◆ Work to complete: Whatever the records say, set them down exactly.

Saved data entries
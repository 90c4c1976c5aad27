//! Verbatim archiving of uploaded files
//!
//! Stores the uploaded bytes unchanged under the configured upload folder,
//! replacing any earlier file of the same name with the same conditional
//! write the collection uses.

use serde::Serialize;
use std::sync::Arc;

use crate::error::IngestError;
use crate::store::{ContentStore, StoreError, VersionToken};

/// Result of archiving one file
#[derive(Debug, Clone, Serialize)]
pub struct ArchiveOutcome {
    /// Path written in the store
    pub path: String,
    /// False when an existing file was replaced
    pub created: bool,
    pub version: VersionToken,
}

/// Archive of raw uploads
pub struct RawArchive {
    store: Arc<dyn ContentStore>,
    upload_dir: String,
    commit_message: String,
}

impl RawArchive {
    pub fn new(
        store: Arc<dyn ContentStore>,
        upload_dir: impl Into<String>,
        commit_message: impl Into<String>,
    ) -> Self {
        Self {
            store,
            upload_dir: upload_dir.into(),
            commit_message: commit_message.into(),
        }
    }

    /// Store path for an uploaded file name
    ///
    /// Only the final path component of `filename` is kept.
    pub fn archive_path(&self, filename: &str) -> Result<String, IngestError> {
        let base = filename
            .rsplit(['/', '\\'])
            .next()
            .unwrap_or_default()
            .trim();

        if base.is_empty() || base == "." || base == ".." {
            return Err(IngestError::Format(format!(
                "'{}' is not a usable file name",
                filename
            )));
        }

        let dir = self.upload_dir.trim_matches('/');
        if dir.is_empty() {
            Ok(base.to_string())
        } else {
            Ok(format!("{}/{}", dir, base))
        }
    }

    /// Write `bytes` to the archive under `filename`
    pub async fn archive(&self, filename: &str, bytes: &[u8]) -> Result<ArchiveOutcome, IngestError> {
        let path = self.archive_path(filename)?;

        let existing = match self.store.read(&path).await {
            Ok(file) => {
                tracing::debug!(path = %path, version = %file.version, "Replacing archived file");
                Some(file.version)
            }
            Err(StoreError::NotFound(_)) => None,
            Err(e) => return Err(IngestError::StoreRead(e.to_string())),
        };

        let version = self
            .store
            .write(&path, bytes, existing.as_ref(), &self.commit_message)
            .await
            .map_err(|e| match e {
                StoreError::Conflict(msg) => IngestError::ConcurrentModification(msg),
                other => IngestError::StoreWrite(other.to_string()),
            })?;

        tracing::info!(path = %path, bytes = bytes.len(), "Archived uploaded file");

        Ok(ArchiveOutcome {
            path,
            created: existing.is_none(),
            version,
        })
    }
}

◆ Answer section:
repository 90c4c1976c5aad27
//! Verbatim archiving of uploaded files
//!
//! Stores the uploaded bytes unchanged under the configured upload folder,
//! replacing any earlier file of the same name with the same conditional
//! write the collection uses.

use serde::Serialize;
use std::sync::Arc;

use crate::error::IngestError;
use crate::store::{ContentStore, StoreError, VersionToken};

/// Result of archiving one file
#[derive(Debug, Clone, Serialize)]
pub struct ArchiveOutcome {
    /// Path written in the store
    pub path: String,
    /// False when an existing file was replaced
    pub created: bool,
    pub version: VersionToken,
}

/// Archive of raw uploads
pub struct RawArchive {
    store: Arc<dyn ContentStore>,
    upload_dir: String,
    commit_message: String,
}

impl RawArchive {
    pub fn new(
        store: Arc<dyn ContentStore>,
        upload_dir: impl Into<String>,
        commit_message: impl Into<String>,
    ) -> Self {
        Self {
            store,
            upload_dir: upload_dir.into(),
            commit_message: commit_message.into(),
        }
    }

    /// Store path for an uploaded file name
    ///
    /// Only the final path component of `filename` is kept.
    pub fn archive_path(&self, filename: &str) -> Result<String, IngestError> {
        let base = filename
            .rsplit(['/', '\\'])
            .next()
            .unwrap_or_default()
            .trim();

        if base.is_empty() || base == "." || base == ".." {
            return Err(IngestError::Format(format!(
                "'{}' is not a usable file name",
                filename
            )));
        }

        let dir = self.upload_dir.trim_matches('/');
        if dir.is_empty() {
            Ok(base.to_string())
        } else {
            Ok(format!("{}/{}", dir, base))
        }
    }

    /// Write `bytes` to the archive under `filename`
    pub async fn archive(&self, filename: &str, bytes: &[u8]) -> Result<ArchiveOutcome, IngestError> {
        let path = self.archive_path(filename)?;

        let existing = match self.store.read(&path).await {
            Ok(file) => {
                tracing::debug!(path = %path, version = %file.version, "Replacing archived file");
                Some(file.version)
            }
            Err(StoreError::NotFound(_)) => None,
            Err(e) => return Err(IngestError::StoreRead(e.to_string())),
        };

        let version = self
            .store
            .write(&path, bytes, existing.as_ref(), &self.commit_message)
            .await
            .map_err(|e| match e {
                StoreError::Conflict(msg) => IngestError::ConcurrentModification(msg),
                other => IngestError::StoreWrite(other.to_string()),
            })?;

        tracing::info!(path = %path, bytes = bytes.len(), "Archived uploaded file");

        Ok(ArchiveOutcome {
            path,
            created: existing.is_none(),
            version,
        })
    }
}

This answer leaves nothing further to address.